The synthesis of certain tricyclic nucleosides with a dihydroimidazole, imidazole, triazole, or tetrazole, or tetrazole ring fused to the pyrazolo[3,4-d]pyrimidine ring system in an angular position (C-4 and N-5) has been accomplished. The 4-aziridinyl derivative (2) was prepared by a nucleophilic displacement of the chlorine atom of 4-chloro-1-(2,3,5-tri-O-acetyl-β-D-ribofuranosyl)pyrazolo[3,4-d]pyrimidine (1) with ethylenimine.
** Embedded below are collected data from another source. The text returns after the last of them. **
//! Doubly-linked chain of [`Page`]s forming the full screen buffer.

use std::collections::HashMap;

use crate::page::{DEFAULT_PAGE_BYTE_BUDGET, Page};
use crate::pin::{Frame, Pin, PinId, Point};
use crate::row::Row;

/// A stable "pointer" to a page in the chain.
///
/// Carries a generation counter: once a page is evicted its slot is
/// reused, but any `NodeId` copies that predate the eviction will no
/// longer match the slot's current generation, so dereferencing a stale
/// `NodeId` fails closed instead of reading the wrong page.
#[derive(Debug, Clone, Copy, PartialEq, Eq, Hash)]
pub struct NodeId {
    slot: u32,
    generation: u32,
}

struct Slot {
    page: Option<Page>,
    generation: u32,
    prev: Option<NodeId>,
    next: Option<NodeId>,
}

struct PinRecord {
    node: NodeId,
    y: u16,
    x: u16,
    garbage: bool,
}

/// The total screen buffer: active area (last `active_rows` rows) plus
/// scrollback history, bounded by `max_size` bytes.
pub struct PageList {
    slots: Vec<Slot>,
    free_slots: Vec<u32>,
    head: Option<NodeId>,
    tail: Option<NodeId>,
    cols: u16,
    active_rows: u16,
    max_size: usize,
    /// Per-page byte budget that decides when a page is split rather than
    /// grown further. Kept at or below `max_size` so a small `max_size`
    /// (as used in tests) still exercises eviction instead of growing one
    /// page forever.
    page_byte_budget: usize,
    pins: HashMap<u64, PinRecord>,
    next_pin_id: u64,
}

impl PageList {
    pub fn new(cols: u16, active_rows: u16, max_size: usize) -> Self {
        let page_byte_budget = max_size.min(DEFAULT_PAGE_BYTE_BUDGET).max(1);
        let page = Page::with_budget(cols, active_rows, page_byte_budget);
        let mut this = Self {
            slots: Vec::new(),
            free_slots: Vec::new(),
            head: None,
            tail: None,
            cols,
            active_rows,
            max_size,
            page_byte_budget,
            pins: HashMap::new(),
            next_pin_id: 0,
        };
        let id = this.alloc_node(page);
        this.head = Some(id);
        this.tail = Some(id);
        this
    }

    fn alloc_node(&mut self, page: Page) -> NodeId {
        if let Some(slot_idx) = self.free_slots.pop() {
            let slot = &mut self.slots[slot_idx as usize];
            slot.page = Some(page);
            slot.prev = None;
            slot.next = None;
            NodeId {
                slot: slot_idx,
                generation: slot.generation,
            }
        } else {
            let slot_idx = self.slots.len() as u32;
            self.slots.push(Slot {
                page: Some(page),
                generation: 0,
                prev: None,
                next: None,
            });
            NodeId {
                slot: slot_idx,
                generation: 0,
            }
        }
    }

    fn slot(&self, id: NodeId) -> Option<&Slot> {
        let slot = self.slots.get(id.slot as usize)?;
        if slot.generation == id.generation {
            Some(slot)
        } else {
            None
        }
    }

    fn slot_mut(&mut self, id: NodeId) -> Option<&mut Slot> {
        let slot = self.slots.get_mut(id.slot as usize)?;
        if slot.generation == id.generation {
            Some(slot)
        } else {
            None
        }
    }

    pub fn page(&self, id: NodeId) -> Option<&Page> {
        self.slot(id)?.page.as_ref()
    }

    pub fn page_mut(&mut self, id: NodeId) -> Option<&mut Page> {
        self.slot_mut(id)?.page.as_mut()
    }

    pub fn head(&self) -> NodeId {
        self.head.expect("page list always has at least one page")
    }

    pub fn tail(&self) -> NodeId {
        self.tail.expect("page list always has at least one page")
    }

    pub fn next(&self, id: NodeId) -> Option<NodeId> {
        self.slot(id)?.next
    }

    pub fn prev(&self, id: NodeId) -> Option<NodeId> {
        self.slot(id)?.prev
    }

    pub fn cols(&self) -> u16 {
        self.cols
    }

    pub fn active_rows(&self) -> u16 {
        self.active_rows
    }

    /// Sum of row counts across every page in the chain.
    pub fn total_rows(&self) -> usize {
        let mut total = 0usize;
        let mut cur = self.head;
        while let Some(id) = cur {
            let slot = self.slot(id).expect("chain node must be live");
            total += slot.page.as_ref().expect("chain node must hold a page").rows() as usize;
            cur = slot.next;
        }
        total
    }

    pub fn history_rows(&self) -> usize {
        self.total_rows().saturating_sub(self.active_rows as usize)
    }

    fn total_bytes(&self) -> usize {
        let mut total = 0usize;
        let mut cur = self.head;
        while let Some(id) = cur {
            let slot = self.slot(id).expect("chain node must be live");
            total += slot.page.as_ref().expect("chain node must hold a page").estimated_bytes();
            cur = slot.next;
        }
        total
    }

    /// Append a fresh blank row to the tail page, allocating a new tail
    /// page first if the current one has grown past its byte budget.
    /// Returns the node/row of the new row.
    pub fn push_row(&mut self) -> (NodeId, u16) {
        let tail = self.tail();
        let over_budget = {
            let page = self.page(tail).expect("tail must be live");
            page.estimated_bytes() >= page.byte_budget()
        };
        let target = if over_budget {
            let cols = self.cols;
            let new_page = Page::with_budget(cols, 0, self.page_byte_budget);
            let new_id = self.alloc_node(new_page);
            {
                let slot = self.slot_mut(tail).expect("tail must be live");
                slot.next = Some(new_id);
            }
            {
                let slot = self.slot_mut(new_id).expect("just allocated");
                slot.prev = Some(tail);
            }
            self.tail = Some(new_id);
            new_id
        } else {
            tail
        };
        let page = self.page_mut(target).expect("target must be live");
        page.resize_rows(page.rows() + 1);
        self.evict_if_needed();
        (target, self.page(target).expect("target must be live").rows() - 1)
    }

    /// Evict the oldest page(s) while over the byte budget, never
    /// consuming rows from the active area.
    fn evict_if_needed(&mut self) {
        while self.total_bytes() > self.max_size {
            let Some(head) = self.head else { break };
            let Some(next) = self.next(head) else {
                // Only one page left; it holds the active area, never evict it.
                break;
            };
            // Don't evict if doing so would remove rows still inside the
            // active window: that only holds if head's rows are entirely
            // history, i.e. total_rows - head_rows >= active_rows.
            let head_rows = self.page(head).expect("live").rows() as usize;
            if self.total_rows().saturating_sub(head_rows) < self.active_rows as usize {
                break;
            }
            self.mark_node_garbage(head);
            {
                let next_slot = self.slot_mut(next).expect("live");
                next_slot.prev = None;
            }
            self.head = Some(next);
            let slot = &mut self.slots[head.slot as usize];
            slot.page = None;
            slot.generation = slot.generation.wrapping_add(1);
            self.free_slots.push(head.slot);
        }
    }

    fn mark_node_garbage(&mut self, node: NodeId) {
        for record in self.pins.values_mut() {
            if record.node == node {
                record.garbage = true;
            }
        }
    }

    pub fn create_pin(&mut self, node: NodeId, y: u16, x: u16) -> PinId {
        let id = self.next_pin_id;
        self.next_pin_id += 1;
        self.pins.insert(
            id,
            PinRecord {
                node,
                y,
                x,
                garbage: false,
            },
        );
        PinId(id)
    }

    pub fn remove_pin(&mut self, id: PinId) {
        self.pins.remove(&id.0);
    }

    pub fn pin(&self, id: PinId) -> Option<Pin> {
        let record = self.pins.get(&id.0)?;
        let garbage = record.garbage || self.slot(record.node).is_none();
        Some(Pin {
            node: record.node,
            y: record.y,
            x: record.x,
            garbage,
        })
    }

    pub fn update_pin(&mut self, id: PinId, node: NodeId, y: u16, x: u16) {
        if let Some(record) = self.pins.get_mut(&id.0) {
            record.node = node;
            record.y = y;
            record.x = x;
            record.garbage = false;
        }
    }

    /// Resolve a pin into a flat coordinate in the requested frame.
    /// `viewport_top` is the caller-maintained scrollback offset (rows of
    /// history above the current viewport's top row), only meaningful for
    /// `Frame::Viewport`.
    pub fn point_from_pin(&self, pin: Pin, frame: Frame, viewport_top: usize) -> Point {
        let mut absolute = 0usize;
        let mut cur = self.head;
        while let Some(id) = cur {
            if id == pin.node {
                absolute += pin.y as usize;
                break;
            }
            let slot = self.slot(id).expect("chain node must be live");
            absolute += slot.page.as_ref().expect("live").rows() as usize;
            cur = slot.next;
        }

        let y = match frame {
            Frame::Screen => absolute,
            Frame::Active => absolute.saturating_sub(self.history_rows()),
            Frame::Viewport => absolute.saturating_sub(viewport_top),
        };
        Point { y, x: pin.x }
    }

    /// Reflow every page to a new column count, remapping pins in place.
    pub fn resize_cols(&mut self, new_cols: u16) {
        if new_cols == self.cols {
            return;
        }
        let mut cur = self.head;
        while let Some(id) = cur {
            let next = self.next(id);
            let mapping = {
                let page = self.page_mut(id).expect("live");
                page.resize_cols(new_cols)
            };
            for record in self.pins.values_mut() {
                if record.node == id {
                    if let Some(&new_y) = mapping.get(record.y as usize) {
                        record.y = new_y;
                    }
                }
            }
            cur = next;
        }
        self.cols = new_cols;
    }

    pub fn set_active_rows(&mut self, rows: u16) {
        self.active_rows = rows;
    }

    pub fn max_size(&self) -> usize {
        self.max_size
    }

    pub fn set_max_size(&mut self, max_size: usize) {
        self.max_size = max_size;
        self.evict_if_needed();
    }

    /// Resolve an absolute row index (0 = oldest retained row) to the page
    /// node that owns it and the row's local index within that page.
    pub fn node_for_absolute_row(&self, absolute_y: usize) -> (NodeId, u16) {
        let mut cur = self.head;
        let mut seen = 0usize;
        while let Some(id) = cur {
            let slot = self.slot(id).expect("chain node must be live");
            let rows = slot.page.as_ref().expect("live").rows() as usize;
            if absolute_y < seen + rows {
                return (id, (absolute_y - seen) as u16);
            }
            seen += rows;
            cur = slot.next;
        }
        let tail = self.tail();
        let rows = self.page(tail).expect("live").rows();
        (tail, rows.saturating_sub(1))
    }

    /// Resolve a row within the active area (0 = top of the visible grid)
    /// to its owning page node and local row index.
    pub fn node_for_active_row(&self, y: u16) -> (NodeId, u16) {
        self.node_for_absolute_row(self.history_rows() + y as usize)
    }

    pub fn absolute_row(&self, absolute_y: usize) -> &Row {
        let (node, local) = self.node_for_absolute_row(absolute_y);
        self.page(node).expect("live").row(local)
    }

    pub fn absolute_row_mut(&mut self, absolute_y: usize) -> &mut Row {
        let (node, local) = self.node_for_absolute_row(absolute_y);
        self.page_mut(node).expect("live").row_mut(local)
    }

    pub fn active_row(&self, y: u16) -> &Row {
        self.absolute_row(self.history_rows() + y as usize)
    }

    pub fn active_row_mut(&mut self, y: u16) -> &mut Row {
        let absolute = self.history_rows() + y as usize;
        self.absolute_row_mut(absolute)
    }
}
The nucleoside (2) was then treated with sodium iodide to furnish 7-(β-D-ribofuranosyl)-2,3-dihydroimidazo[1,2-c]pyrazolo[4,3-e]pyrimidine (3). The reaction of (1) with lithium azide gave 7-(2,3,5-tri-O-acetyl-β-D-ribofuranosyl)pyrazolo[4,3-e]-tetrazolo[1,5-c]pyrimidine (5) and cyclization of 4-amino-1-(β-D-ribofuranosyl)pyrazolo[3,4-d]pyrimidine with chloroacetaldehyde provided the tricyclic nucleoside 7-(β-D-ribofuranosyl)imidazo[1,2-c]pyrazolo[4,3-e]pyrimidine (7). 2,4-Dinitrophenoxamine was treated with 4-amino-1-(β-D-ribofuranosyl)pyrazolo[3,4-d]pyrimidine (6) to give an intermediate (8) which on cyclization with diethoxymethyl acetate gave 7-(2,3-O-methoxymethylene-β-D-ribofuranosyl)pyrazolo[4,3-e]-1,2,4-triazolo[1,5-c]pyrimidine (9). Acid-catalysed deblocking of (9) provided the desired tricyclic nucleoside (10). The reaction of trimethyl orthoformate with 4-hydrazino-1-(β-D-ribofuranosyl)pyrazolo[3,4-d]pyrimidine under different experimental conditions resulted in the formation of a mixture of diastereoisomers due to the 2′,3′-O-methoxymethylene group. Treatment of (10) with alkali gave a ring-opened intermediate which on treatment with sodium nitrite and acetic acid cyclized to give an aza-derivative (16) of (10).